[What needs to be done]: Nothing beyond the line containing "#[derive(Clone)]" should be printed; print each line exactly from the first line of the listing below through it.

[Source material]:

- Opening Delimiter -

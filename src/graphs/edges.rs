//! Conditional edges: pure routing decisions over a state snapshot.
//!
//! A [`Router`] pairs a decision closure with its declared candidate set. The
//! compiled workflow checks every decision against the candidates; a router
//! that strays outside them is a bug and aborts the run.

use std::fmt;
use std::sync::Arc;

use tracing::debug;

use crate::model::AgentName;
use crate::state::StateSnapshot;
use crate::types::StepId;

/// Decision function for a conditional edge.
pub type RouterFn = Arc<dyn Fn(&StateSnapshot) -> StepId + Send + Sync>;

/// A conditional edge: a decision closure plus the set of steps it may pick.
#[derive(Clone)]
pub struct Router {
    candidates: Vec<StepId>,
    decide: RouterFn,
}

impl Router {
    /// Builds a router from its candidate set and decision closure.
    pub fn new<F>(candidates: Vec<StepId>, decide: F) -> Self
    where
        F: Fn(&StateSnapshot) -> StepId + Send + Sync + 'static,
    {
        Router {
            candidates,
            decide: Arc::new(decide),
        }
    }

    #[must_use]
    pub fn candidates(&self) -> &[StepId] {
        &self.candidates
    }

    /// Runs the decision closure. Candidate enforcement happens in the
    /// compiled workflow, not here.
    #[must_use]
    pub fn route(&self, snapshot: &StateSnapshot) -> StepId {
        (self.decide)(snapshot)
    }
}

impl fmt::Debug for Router {
    fn fmt(&self, f: &mut fmt::Formatter<'_>) -> fmt::Result {
        f.debug_struct("Router")
            .field("candidates", &self.candidates)
            .finish_non_exhaustive()
    }
}

/// After discovery: proceed to the repository scan, unless earlier errors
/// already degraded the run, in which case skip straight to analysis.
#[must_use]
pub fn post_discovery() -> Router {
    Router::new(vec![StepId::RepoScan, StepId::Analysis], |snapshot| {
        if snapshot.errors.is_empty() {
            debug!("routing to repo scan");
            StepId::RepoScan
        } else {
            debug!("errors present, routing straight to analysis");
            StepId::Analysis
        }
    })
}

/// The sub-task chain: dispatches the highest-priority requested agent that
/// has not yet produced output, or validation when none remain.
///
/// Priority is technical writer, then diagram architect, then correction.
/// The diagram architect is additionally gated on the run's diagrams flag.
/// "Has not yet run" is read off the agent-outputs channel, so the same
/// router serves both the analysis step and every agent step.
#[must_use]
pub fn sub_task_chain() -> Router {
    Router::new(
        vec![
            StepId::TechnicalWriter,
            StepId::DiagramArchitect,
            StepId::Correction,
            StepId::Validation,
        ],
        |snapshot| {
            for agent in AgentName::PRIORITY {
                if !snapshot.agents_needed.contains(&agent) {
                    continue;
                }
                if agent == AgentName::DiagramArchitect && !snapshot.input.enable_diagrams {
                    continue;
                }
                if snapshot.agent_has_run(agent) {
                    continue;
                }
                debug!(agent = %agent, "dispatching sub-task");
                return agent.step();
            }
            debug!("no sub-tasks remain, routing to validation");
            StepId::Validation
        },
    )
}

- Closing Delimiter -

[Completed task]:
filename src/graphs/edges.rs
//! Conditional edges: pure routing decisions over a state snapshot.
//!
//! A [`Router`] pairs a decision closure with its declared candidate set. The
//! compiled workflow checks every decision against the candidates; a router
//! that strays outside them is a bug and aborts the run.

use std::fmt;
use std::sync::Arc;

use tracing::debug;

use crate::model::AgentName;
use crate::state::StateSnapshot;
use crate::types::StepId;

/// Decision function for a conditional edge.
pub type RouterFn = Arc<dyn Fn(&StateSnapshot) -> StepId + Send + Sync>;

/// A conditional edge: a decision closure plus the set of steps it may pick.
#[derive(Clone)]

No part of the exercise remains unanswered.